Tikkun Magazine, March/April 2010
The Lure of Love Divine
by Gary Dorrien
In 1948 philosopher Bertrand Russell and Jesuit philosopher Frederick Copleston conducted a famous BBC radio debate on the existence of God. Copleston contended that God's existence was provable, and Russell disagreed. But the two philosophers readily agreed that God, if God existed, would be "a supreme personal being, distinct from the world and creator of the world."
That was too easy, and typical. Philosophy of religion debates about God's existence often rush past the great question of what God might be, settling for positions about an assumed God. The traditions of theology that speak to me undercut any such assumption that the nature of divine reality is readily definable.
Augustine put it best, cautioning that anything that one understands is not God. The apophatic mystical tradition of Meister Eckhart, Jan Ruysbroeck, and Nicholas of Cusa powerfully insisted that all ways of positively naming and describing God are inadequate, even as the experience of God's wisdom in the divine Logos and love in the Spirit are central clues to the divine mystery. God is objectively definable only negatively, as that which God is not. The neo-Calvinist tradition of theology fashioned by Karl Barth got to a similar emphasis by a very different route, stressing the incomprehensible otherness of the veiled source of revelation. God is the Wholly Other mystery whose holiness is violated as soon as God acquires a name.

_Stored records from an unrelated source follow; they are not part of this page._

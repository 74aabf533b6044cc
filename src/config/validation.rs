//! Configuration validation.
//!
//! # Responsibilities
//! - Semantic validation (serde handles syntactic)
//! - Validate value ranges (timeouts > 0, pool sizes > 0)
//! - Reject duplicate API keys
//!
//! # Design Decisions
//! - Returns all validation errors, not just first
//! - Validation is pure function: BootstrapConfig → Result<(), Vec<ValidationError>>
//! - Runs before config is accepted into the system

use std::collections::HashSet;

use crate::config::schema::BootstrapConfig;

/// A single semantic configuration problem.
#[derive(Debug, Clone, PartialEq, Eq)]
pub struct ValidationError {
    /// Dotted path of the offending field.
    pub field: String,
    /// Human-readable description.
    pub message: String,
}

impl ValidationError {
    fn new(field: &str, message: impl Into<String>) -> Self {
        Self {
            field: field.to_string(),
            message: message.into(),
        }
    }
}

impl std::fmt::Display for ValidationError {
    fn fmt(&self, f: &mut std::fmt::Formatter<'_>) -> std::fmt::Result {
        write!(f, "{}: {}", self.field, self.message)
    }
}

/// Validate a configuration, collecting every error.
pub fn validate_config(config: &BootstrapConfig) -> Result<(), Vec<ValidationError>> {
    let mut errors = Vec::new();

    if let Some(host) = &config.server.host {
        if host.trim().is_empty() {
            errors.push(ValidationError::new("server.host", "must not be empty"));
        }
    }
    if config.server.max_body_size == 0 {
        errors.push(ValidationError::new("server.max_body_size", "must be greater than 0"));
    }
    if config.shutdown.timeout_secs == 0 {
        errors.push(ValidationError::new("shutdown.timeout_secs", "must be greater than 0"));
    }
    if config.workers.max_blocking == 0 {
        errors.push(ValidationError::new("workers.max_blocking", "must be greater than 0"));
    }
    if config.watched.poll && config.watched.poll_interval_secs == 0 {
        errors.push(ValidationError::new(
            "watched.poll_interval_secs",
            "must be greater than 0 when polling",
        ));
    }
    if config.observability.metrics_enabled
        && config.observability.metrics_address.parse::<std::net::SocketAddr>().is_err()
    {
        errors.push(ValidationError::new(
            "observability.metrics_address",
            format!("invalid socket address {:?}", config.observability.metrics_address),
        ));
    }

    let mut seen = HashSet::new();
    for key in &config.access.api_keys {
        if key.key.is_empty() {
            errors.push(ValidationError::new(
                "access.api_keys",
                format!("key for {:?} is empty", key.name),
            ));
        } else if !seen.insert(key.key.as_str()) {
            errors.push(ValidationError::new(
                "access.api_keys",
                format!("duplicate key for {:?}", key.name),
            ));
        }
    }

    if errors.is_empty() {
        Ok(())
    } else {
        Err(errors)
    }
}

#[cfg(test)]
mod tests {
    use super::*;
    use crate::config::schema::ApiKeyConfig;

    #[test]
    fn default_config_is_valid() {
        assert!(validate_config(&BootstrapConfig::default()).is_ok());
    }

    #[test]
    fn duplicate_api_keys_rejected() {
        let mut config = BootstrapConfig::default();
        for name in ["a", "b"] {
            config.access.api_keys.push(ApiKeyConfig {
                name: name.into(),
                key: "same".into(),
                capabilities: Vec::new(),
            });
        }

        let errors = validate_config(&config).unwrap_err();
        assert_eq!(errors.len(), 1);
        assert_eq!(errors[0].field, "access.api_keys");
    }

    #[test]
    fn bad_metrics_address_only_matters_when_enabled() {
        let mut config = BootstrapConfig::default();
        config.observability.metrics_address = "nope".into();
        assert!(validate_config(&config).is_ok());

        config.observability.metrics_enabled = true;
        assert!(validate_config(&config).is_err());
    }
}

In much of the liberal tradition of theological reflection to which I belong, an overconfident attachment to Enlightenment rationalism and Romantic experientialism caused liberals to downplay negative theology and the sense of God as ineffable mystery. As long as liberals thought that Western modernity was saving the world, most of them had little use for mysticism and mystery, and for decades they treated the Barthian revolt against liberalism as a reactionary throwback.

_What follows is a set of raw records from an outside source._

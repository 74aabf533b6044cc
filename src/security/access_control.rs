//! Access validation.
//!
//! # Responsibilities
//! - Resolve the caller's identity from request headers
//! - Decide allow/deny for a required capability
//!
//! Authentication policy lives in the [`IdentityResolver`] implementation; the
//! validators only see the resolved [`Identity`].

use std::collections::{HashMap, HashSet};
use std::sync::Arc;

use axum::http::{header, HeaderMap, StatusCode};
use serde::{Deserialize, Serialize};

use crate::config::ApiKeyConfig;
use crate::http::response::Rejection;

/// Header carrying an API key.
pub const X_API_KEY: &str = "x-api-key";

/// A permission a route can require.
#[derive(Debug, Clone, PartialEq, Eq, Hash, Serialize, Deserialize)]
#[serde(from = "String", into = "String")]
pub enum Capability {
    FilesDownload,
    TimelapseList,
    LoggingManage,
    Webcam,
    System,
    /// Plugin-defined capability.
    Custom(String),
}

impl Capability {
    pub fn as_str(&self) -> &str {
        match self {
            Capability::FilesDownload => "files_download",
            Capability::TimelapseList => "timelapse_list",
            Capability::LoggingManage => "logging_manage",
            Capability::Webcam => "webcam",
            Capability::System => "system",
            Capability::Custom(name) => name,
        }
    }
}

impl From<String> for Capability {
    fn from(value: String) -> Self {
        match value.as_str() {
            "files_download" => Capability::FilesDownload,
            "timelapse_list" => Capability::TimelapseList,
            "logging_manage" => Capability::LoggingManage,
            "webcam" => Capability::Webcam,
            "system" => Capability::System,
            _ => Capability::Custom(value),
        }
    }
}

impl From<Capability> for String {
    fn from(value: Capability) -> Self {
        value.as_str().to_string()
    }
}

impl std::fmt::Display for Capability {
    fn fmt(&self, f: &mut std::fmt::Formatter<'_>) -> std::fmt::Result {
        f.write_str(self.as_str())
    }
}

/// Who is making a request and what they may do.
#[derive(Debug, Clone, Default, PartialEq, Eq)]
pub struct Identity {
    name: Option<String>,
    capabilities: HashSet<Capability>,
}

impl Identity {
    pub fn anonymous() -> Self {
        Self::default()
    }

    pub fn named(name: impl Into<String>, capabilities: impl IntoIterator<Item = Capability>) -> Self {
        Self {
            name: Some(name.into()),
            capabilities: capabilities.into_iter().collect(),
        }
    }

    pub fn is_anonymous(&self) -> bool {
        self.name.is_none()
    }

    pub fn name(&self) -> Option<&str> {
        self.name.as_deref()
    }

    pub fn has(&self, capability: &Capability) -> bool {
        self.capabilities.contains(capability)
    }
}

/// One link of an access chain.
pub trait AccessValidator: Send + Sync {
    fn validate(&self, identity: &Identity) -> Result<(), Rejection>;
}

impl<F> AccessValidator for F
where
    F: Fn(&Identity) -> Result<(), Rejection> + Send + Sync,
{
    fn validate(&self, identity: &Identity) -> Result<(), Rejection> {
        self(identity)
    }
}

/// Requires a capability: 401 for anonymous callers, 403 for identified ones.
#[derive(Debug, Clone)]
pub struct RequireCapability {
    required: Capability,
}

impl RequireCapability {
    pub fn new(required: Capability) -> Self {
        Self { required }
    }

    pub fn required(&self) -> &Capability {
        &self.required
    }
}

impl AccessValidator for RequireCapability {
    fn validate(&self, identity: &Identity) -> Result<(), Rejection> {
        if identity.has(&self.required) {
            Ok(())
        } else if identity.is_anonymous() {
            Err(Rejection::new(StatusCode::UNAUTHORIZED, "Authentication required"))
        } else {
            Err(Rejection::new(StatusCode::FORBIDDEN, "Insufficient permissions"))
        }
    }
}

/// Turns request headers into an [`Identity`].
pub trait IdentityResolver: Send + Sync {
    fn resolve(&self, headers: &HeaderMap) -> Identity;
}

/// Everyone is anonymous.
#[derive(Debug, Clone, Default)]
pub struct AnonymousResolver;

impl IdentityResolver for AnonymousResolver {
    fn resolve(&self, _headers: &HeaderMap) -> Identity {
        Identity::anonymous()
    }
}

/// Static API keys from configuration, via `X-Api-Key` or `Authorization: Bearer`.
#[derive(Debug, Clone, Default)]
pub struct ApiKeyResolver {
    keys: HashMap<String, Identity>,
}

impl ApiKeyResolver {
    pub fn new(keys: &[ApiKeyConfig]) -> Self {
        Self {
            keys: keys
                .iter()
                .map(|k| {
                    (
                        k.key.clone(),
                        Identity::named(k.name.clone(), k.capabilities.iter().cloned()),
                    )
                })
                .collect(),
        }
    }

    pub fn into_shared(self) -> Arc<dyn IdentityResolver> {
        Arc::new(self)
    }
}

impl IdentityResolver for ApiKeyResolver {
    fn resolve(&self, headers: &HeaderMap) -> Identity {
        let presented = headers
            .get(X_API_KEY)
            .and_then(|v| v.to_str().ok())
            .or_else(|| {
                headers
                    .get(header::AUTHORIZATION)
                    .and_then(|v| v.to_str().ok())
                    .and_then(|v| v.strip_prefix("Bearer "))
            });

        presented
            .and_then(|key| self.keys.get(key.trim()))
            .cloned()
            .unwrap_or_default()
    }
}

#[cfg(test)]
mod tests {
    use super::*;
    use axum::http::HeaderValue;

    #[test]
    fn require_capability_distinguishes_401_and_403() {
        let validator = RequireCapability::new(Capability::FilesDownload);

        let anon = validator.validate(&Identity::anonymous()).unwrap_err();
        assert_eq!(anon.status, StatusCode::UNAUTHORIZED);

        let user = Identity::named("bob", [Capability::Webcam]);
        assert_eq!(validator.validate(&user).unwrap_err().status, StatusCode::FORBIDDEN);

        let admin = Identity::named("alice", [Capability::FilesDownload]);
        assert!(validator.validate(&admin).is_ok());
    }

    #[test]
    fn api_key_resolver_accepts_both_headers() {
        let resolver = ApiKeyResolver::new(&[ApiKeyConfig {
            name: "ops".into(),
            key: "k1".into(),
            capabilities: vec![Capability::System],
        }]);

        let mut headers = HeaderMap::new();
        headers.insert(X_API_KEY, HeaderValue::from_static("k1"));
        assert_eq!(resolver.resolve(&headers).name(), Some("ops"));

        let mut headers = HeaderMap::new();
        headers.insert(header::AUTHORIZATION, HeaderValue::from_static("Bearer k1"));
        assert!(resolver.resolve(&headers).has(&Capability::System));

        let mut headers = HeaderMap::new();
        headers.insert(X_API_KEY, HeaderValue::from_static("wrong"));
        assert!(resolver.resolve(&headers).is_anonymous());
    }

    #[test]
    fn capability_string_round_trip() {
        assert_eq!(Capability::from("webcam".to_string()), Capability::Webcam);
        assert_eq!(String::from(Capability::Custom("x".into())), "x");
    }
}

Much of liberal theology took the post-Kantian transcendentalist or Hegelian options of construing the great "I AM" of Exodus 3:14 as a sign of the identity of thought and being. Self-knowing Spirit arises through the dialectical realization and necessary movement of consciousness in its immediacy. Spirit empties itself into the world of sensuous particularity in its creation of the world as an experience of itself, creating a world by becoming an other to itself. God's self-consciousness knows itself in human knowing; reality is precisely the self-thinking of Spirit.

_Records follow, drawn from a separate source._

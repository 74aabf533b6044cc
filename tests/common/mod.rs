//! Shared utilities for integration tests.

#![allow(dead_code)]

use std::path::Path;
use std::sync::Arc;
use std::time::Duration;

use bootstrapd::config::{ApiKeyConfig, BootstrapConfig};
use bootstrapd::lifecycle::RunningServer;
use bootstrapd::plugins::StaticPluginRegistry;
use bootstrapd::security::Capability;
use bootstrapd::{AppContext, Bootstrap};

/// Loopback, OS-chosen port, no watcher, short shutdown budget.
pub fn test_config(base: &Path) -> BootstrapConfig {
    let mut config = BootstrapConfig::default();
    config.folders.base = base.to_path_buf();
    config.server.host = Some("127.0.0.1".into());
    config.server.port = 0;
    config.watched.enabled = false;
    config.shutdown.timeout_secs = 2;
    config.observability.heartbeat_secs = 0;
    config
}

pub fn api_key(name: &str, key: &str, capabilities: &[Capability]) -> ApiKeyConfig {
    ApiKeyConfig {
        name: name.into(),
        key: key.into(),
        capabilities: capabilities.to_vec(),
    }
}

/// Client without connection pooling, so every request opens a fresh connection.
pub fn client() -> reqwest::Client {
    reqwest::Client::builder()
        .pool_max_idle_per_host(0)
        .timeout(Duration::from_secs(5))
        .build()
        .unwrap()
}

pub async fn start(config: BootstrapConfig, plugins: Arc<StaticPluginRegistry>) -> RunningServer {
    let context = AppContext::new(config, plugins);
    Bootstrap::new(context).start().await.unwrap()
}

pub fn url(server: &RunningServer, path: &str) -> String {
    format!("http://{}{}", server.local_addr(), path)
}

/// Poll until the after-startup task (including preemptive replay) is done.
pub async fn wait_after_startup(server: &RunningServer) {
    for _ in 0..250 {
        if server.after_startup_done() {
            return;
        }
        tokio::time::sleep(Duration::from_millis(20)).await;
    }
    panic!("after-startup work did not finish");
}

This tradition of transcendental idealism, epitomized in Hegel and F. W. J. Schelling and reformulated by Paul Tillich, remains a deep wellspring in liberal theology and in me. It (excluding Tillich) belongs to a broader tradition of process thought that includes Heraclitus, Theravada Buddhism, William James, Alfred North Whitehead, Charles Hartshorne, and modern process theology. Becoming, event, and relatedness are fundamental categories of understanding in process thought. Events are the fundamental things, the immanent movement of creativity itself. God is the lure of love divine for creative transformation and the flourishing of life.
This is the first of three "God is" affirmations that I want to make. My life would be less complicated if I could just leave it there. But every word of this sentence must be qualified by apophatic caution, and unlike much of Whiteheadian theology, I do not believe that God and creativity compete for space, or that being-language necessarily goes with atemporal cosmology, or that the futurity of Jewish and Christian faith is built into the nature of things. God may be in process, but God must not be subject to process; otherwise God would be subject to passage. God is the creative power of being that makes possible the process of becoming, the dynamic Ultimate power transcending contingency and temporality. As Michael Wyschogrod aptly observes, process thought has a pronounced tendency to diminish the ethical import of Jewish faith by naturalizing it, turning the divine promise of an ethical futurity into something embedded in creation.
Above all, the crucial test of creative transformation is the keynote of all liberation theologies: the focus on overthrowing structures of domination and oppression. Liberation theology changed the subject to the liberation of oppressed peoples from oppression and dependency. Oppression is multifaceted, concrete, and particular. It does not reduce to concerns about the fair distribution of things, nor is it best approached within a universal theory of justice. Racism, sexism, exploitation, cultural imperialism, violence, and exclusion involve social structures and relations that include, but also transcend, problems of distributive justice. Thus, creative transformation is about overthrowing specific forms of domination and oppression, and God is the partisan, liberating power of the oppressed in their struggle for justice.
Gary Dorrien is the Reinhold Niebuhr Professor of Social Ethics at Union Theological Seminary and professor of religion at Columbia University. His books include the three-volume series, The Making of American Liberal Theology, widely praised as the definitive work in the field.